In December 2022, we entered into a Loan and Security Agreement (the “Loan Agreement”) with Ocean II PLO LLC as administrative and collateral agent, and the lending institutions party thereto that replaced our existing credit facilities by and among (i) Grove and Silicon Valley Bank dated as of July 29, 2020 and (ii) Grove, Silicon Valley Bank, as administrative agent and collateral agent thereunder and the lenders party thereto, dated as of July 29, 2020. Among other things, the Loan Agreement provides for a four-year $72.0 million term loan. The term loan bears interest at the greater of (i) fifteen percent (15.0%), and (ii) seven and one-half of one percent (7.50%) plus the Prime Rate then in effect. Our obligations under the Loan Agreement may be accelerated or the commitments terminated upon the occurrence of an event of default under the Loan Agreement, which includes payment events of default, breaches in the performance of certain affirmative and negative covenants, the inaccuracy of representations or warranties, bankruptcy and insolvency related events of default, events of default arising in connection with changes in control and other customary events of default. Any such acceleration could have a material adverse effect on our business, results of operations, financial condition and prospects.

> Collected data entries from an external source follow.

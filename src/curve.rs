//! Arc-length parametrized curves describing a rope's initial shape.

use crate::error::RopeError;
use crate::float::Float;
use crate::vec::{Vec, Vec2};

/// A curve parametrized by its own arc length.
pub trait Curve<V: Vec> {
    /// Total arc length.
    fn length(&self) -> V::Scalar;

    /// Point at arc length `s`, for `s` in `[0, length]`.
    fn at(&self, s: V::Scalar) -> V;
}

/// Straight segment from `start` to `end`.
#[derive(Copy, Clone, Debug)]
pub struct Line<V: Vec> {
    start: V,
    dir: V,
    length: V::Scalar,
}

impl<V: Vec> Line<V> {
    pub fn new(start: V, end: V) -> Result<Self, RopeError> {
        let delta = end - start;
        let length = delta.length();
        let dir = delta
            .try_normalize(V::Scalar::from_f64(1e-12))
            .ok_or(RopeError::InvalidConfiguration("line endpoints coincide"))?;
        Ok(Line { start, dir, length })
    }
}

impl<V: Vec> Curve<V> for Line<V> {
    fn length(&self) -> V::Scalar {
        self.length
    }

    fn at(&self, s: V::Scalar) -> V {
        self.start + self.dir.scale(s)
    }
}

/// U-shaped curve hanging from the origin: down by `height`, across by
/// `width`, back up by `height`.
#[derive(Copy, Clone, Debug)]
pub struct UCurve<F: Float> {
    pub width: F,
    pub height: F,
}

impl<F: Float> UCurve<F> {
    pub fn new(width: F, height: F) -> Result<Self, RopeError> {
        if !(width > F::zero()) || !(height >= F::zero()) {
            return Err(RopeError::InvalidConfiguration("u-curve needs positive width and non-negative height"));
        }
        Ok(UCurve { width, height })
    }
}

impl<F: Float> Curve<Vec2<F>> for UCurve<F> {
    fn length(&self) -> F {
        self.width + self.height + self.height
    }

    fn at(&self, s: F) -> Vec2<F> {
        if s < self.height {
            Vec2::new(F::zero(), -s)
        } else if s < self.height + self.width {
            Vec2::new(s - self.height, -self.height)
        } else {
            Vec2::new(self.width, s - self.height - self.width - self.height)
        }
    }
}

While we expect to continue to opportunistically seek access to additional funds by utilizing the Equity Purchase Agreement, through additional public or private equity offerings or debt financings, through partnering or other strategic arrangements, or a combination of the foregoing, additional funds may not be available when we need them on terms that are acceptable to us, or at all. To the extent that we raise additional capital by issuing equity securities, our stockholders may experience substantial dilution. Debt financing arrangements may require us to pledge certain assets or enter into covenants that could restrict our operations or our ability to pay dividends or other distributions on our common stock or incur further indebtedness. Our ability to raise additional capital may be adversely impacted by potential worsening global economic conditions and the recent disruptions to and volatility in the credit and financial markets in the United States and worldwide, including the trading price of common stock. If adequate funds are not available to us on a timely basis, we may be required to delay, limit, reduce our investments in advertising and other strategic initiatives planned for future growth, which could have a material adverse effect on our business, results of operations, financial condition, and prospects.
Success of our retail and product innovation strategies depends on a variety of factors including, but not limited to, our ability to obtain additional financing, costs to scale, global economic downturns and other macroeconomic conditions or trends.
Our ability to successfully increase our retail presence and investment on product innovation depends on several factors, including, but not limited to, obtaining additional financing, our ability to execute our growth strategy, the level of investment required to scale, and external factors such as global economic slowdowns and changing customer preferences. Failure to effectively manage these risks and investments could have a material adverse effect on our business, financial condition, and results of operations.
Expanding our retail presence may require significant investments in infrastructure, including facilities, technology, and personnel. These investments may be more significant than anticipated, and we may not be able to generate sufficient revenue through retail channels to offset these costs, which could negatively impact our financial performance. We may also experience delays or unexpected difficulties in our plan, which could result in lost opportunities and harm our relationships with existing and potential customers.
Our retail success may also be affected by global economic slowdowns or other macroeconomic factors beyond our control. An economic slowdown could lead to decreased consumer spending, which could reduce demand for our products.
There can be no assurance that we will be able to achieve sufficient levels of sales, profitability, or market acceptance to justify our investments in expanding our retail presence and innovate new products. Additionally, the success of our retail expansion and product development will depend on our ability to compete effectively against established and emerging competitors, some of whom may have greater financial, marketing, and other resources than us.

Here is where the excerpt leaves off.